Europa in decadenza, di Pier Franco Quaglieni

Benedetta Scuderi è una giovane deputata europea di Verdi – Sinistra Italiana, che è stata quasi offuscata da Ilaria Salis, maestra insuperabile di estremismo non solo verbale. La Scuderi è un’estremista, fortunatamente solo a parole, ma è una donna ansiosa e ansiogena, da evitare assolutamente come un male inquietante che ti blocca il pensiero, come una specie di donna angelicata del nuovo millennio.

Rete 4 ce la impone spesso come commentatrice di politica estera. Ascoltandola, mentre parla a macchinetta, dà l’idea di essere una sempliciotta e invece è laureata in Legge a Roma Tre e ha conseguito parecchi master, per quel che i master oggi possano valere.

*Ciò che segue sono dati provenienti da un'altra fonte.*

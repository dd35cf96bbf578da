//! Backup copies and the atomic file swap used by rebuilds.
//!
//! The live database is copied into the backup directory before it is
//! replaced, so a rebuild can always be undone by hand. The replacement
//! itself is a rename of a file staged in the same directory as the live
//! database, which keeps the swap atomic on one filesystem.

use chrono::format::{Item, StrftimeItems};
use chrono::Local;
use std::fs;
use std::path::{Path, PathBuf};
use tracing::info;

use crate::error::{MigrateError, Result};

/// Creates timestamped backup copies and swaps rebuilt files into place.
#[derive(Debug, Clone)]
pub struct BackupManager {
    dir: PathBuf,
    prefix: String,
}

impl BackupManager {
    /// A manager writing into `dir`, naming files `<prefix><database name>`
    /// where the prefix goes through `strftime`.
    ///
    /// # Errors
    ///
    /// Fails when the prefix contains a conversion `strftime` does not
    /// know, so a bad prefix is caught before any file is touched.
    pub fn new(dir: impl Into<PathBuf>, prefix: impl Into<String>) -> Result<Self> {
        let prefix = prefix.into();
        if StrftimeItems::new(&prefix).any(|item| matches!(item, Item::Error)) {
            return Err(MigrateError::BadBackupPrefix(prefix));
        }
        Ok(Self {
            dir: dir.into(),
            prefix,
        })
    }

    /// Where the next backup of `database` would land. Appends a numeric
    /// suffix when the timestamped name is already taken.
    #[must_use]
    pub fn backup_path(&self, database: &Path) -> PathBuf {
        let stamp = Local::now().format(&self.prefix).to_string();
        let file_name = database
            .file_name()
            .map(|n| n.to_string_lossy().into_owned())
            .unwrap_or_default();
        let mut candidate = self.dir.join(format!("{stamp}{file_name}"));
        let mut counter = 0;
        while candidate.exists() {
            counter += 1;
            candidate = self.dir.join(format!("{stamp}{file_name}.{counter}"));
        }
        candidate
    }

    /// Copies `database` into the backup directory, creating it if needed.
    ///
    /// # Errors
    ///
    /// Fails when the directory cannot be created or the copy fails.
    pub fn back_up(&self, database: &Path) -> Result<PathBuf> {
        fs::create_dir_all(&self.dir)?;
        let backup = self.backup_path(database);
        fs::copy(database, &backup)?;
        info!(backup = %backup.display(), "backed up database");
        Ok(backup)
    }

    /// Backs up `database`, then renames `replacement` over it, keeping the
    /// original file's permissions. Returns the backup path.
    ///
    /// # Errors
    ///
    /// Fails when the backup or the rename fails. The live database is only
    /// replaced after the backup has been written.
    pub fn swap_in(&self, database: &Path, replacement: tempfile::TempPath) -> Result<PathBuf> {
        let permissions = fs::metadata(database)?.permissions();
        let backup = self.back_up(database)?;
        replacement.persist(database).map_err(|e| e.error)?;
        fs::set_permissions(database, permissions)?;
        Ok(backup)
    }
}

#[cfg(test)]
mod tests {
    use super::*;
    use std::io::Write;

    #[test]
    fn rejects_unknown_strftime_conversions() {
        let err = BackupManager::new("/tmp", "%Q-").unwrap_err();
        assert!(matches!(err, MigrateError::BadBackupPrefix(p) if p == "%Q-"));
    }

    #[test]
    fn accepts_plain_and_strftime_prefixes() {
        assert!(BackupManager::new("/tmp", "pre-").is_ok());
        assert!(BackupManager::new("/tmp", "%Y-%m-%d-").is_ok());
    }

    #[test]
    fn backs_up_with_prefix_and_counts_collisions() {
        let dir = tempfile::tempdir().unwrap();
        let db = dir.path().join("live.db");
        fs::write(&db, b"payload").unwrap();

        let manager = BackupManager::new(dir.path().join("backups"), "pre-").unwrap();
        let first = manager.back_up(&db).unwrap();
        let second = manager.back_up(&db).unwrap();

        assert_eq!(first.file_name().unwrap(), "pre-live.db");
        assert_eq!(second.file_name().unwrap(), "pre-live.db.1");
        assert_eq!(fs::read(&first).unwrap(), b"payload");
        assert_eq!(fs::read(&second).unwrap(), b"payload");
    }

    #[test]
    fn swap_keeps_a_backup_of_the_old_file() {
        let dir = tempfile::tempdir().unwrap();
        let db = dir.path().join("live.db");
        fs::write(&db, b"old contents").unwrap();

        let mut staged = tempfile::NamedTempFile::new_in(dir.path()).unwrap();
        staged.write_all(b"new contents").unwrap();
        let staged = staged.into_temp_path();

        let manager = BackupManager::new(dir.path().join("backups"), "b-").unwrap();
        let backup = manager.swap_in(&db, staged).unwrap();

        assert_eq!(fs::read(&db).unwrap(), b"new contents");
        assert_eq!(fs::read(&backup).unwrap(), b"old contents");
    }
}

Su temi seri, anzi drammatici, come la guerra, Gaza, Israele, l’Iran, Trump, sentenzia come fosse un libro stampato, anzi un libretto rosso maoista del secolo scorso. Schematizza, semplifica la complessità della guerra, cercando di imporre, in modo a volte esagitato, un pacifismo fuori dalla realtà. Pannella, il non violento, non l’avrebbe sopportata: una specie di suor Marisa Galli che da radicale diventò comunista.

Ascoltandola si finisce per rivalutare Trump. Sembra impossibile, ma è così.

Quando parla quasi non respira, perché la foga tribunizia la divora. Sembra una Teresa Noce rediviva, che perfino il marito Luigi Longo non riuscì più a tollerare. Forse non sa neppure chi sia stato, ma ricorda gli allievi modello di Zdanov, che fu l’ispiratore culturale dello stalinismo.

Forse non se ne rende conto, ma sta mettendo indietro le lancette della storia. L’Europa è a pezzi, ma una deputata così appare un fenomeno tipicamente italico, mediterraneo, di chi non guarda alle Alpi ma all’Africa, come diceva Ugo La Malfa.

Quando penso che ho conosciuto deputati europei come Rosario Romeo, Enzo Bettiza, Jas Gawronski, lei mi fa venire in mente solo Giulietto Chiesa, il filo-sovietico bigotto che sostituì Occhetto a Bruxelles.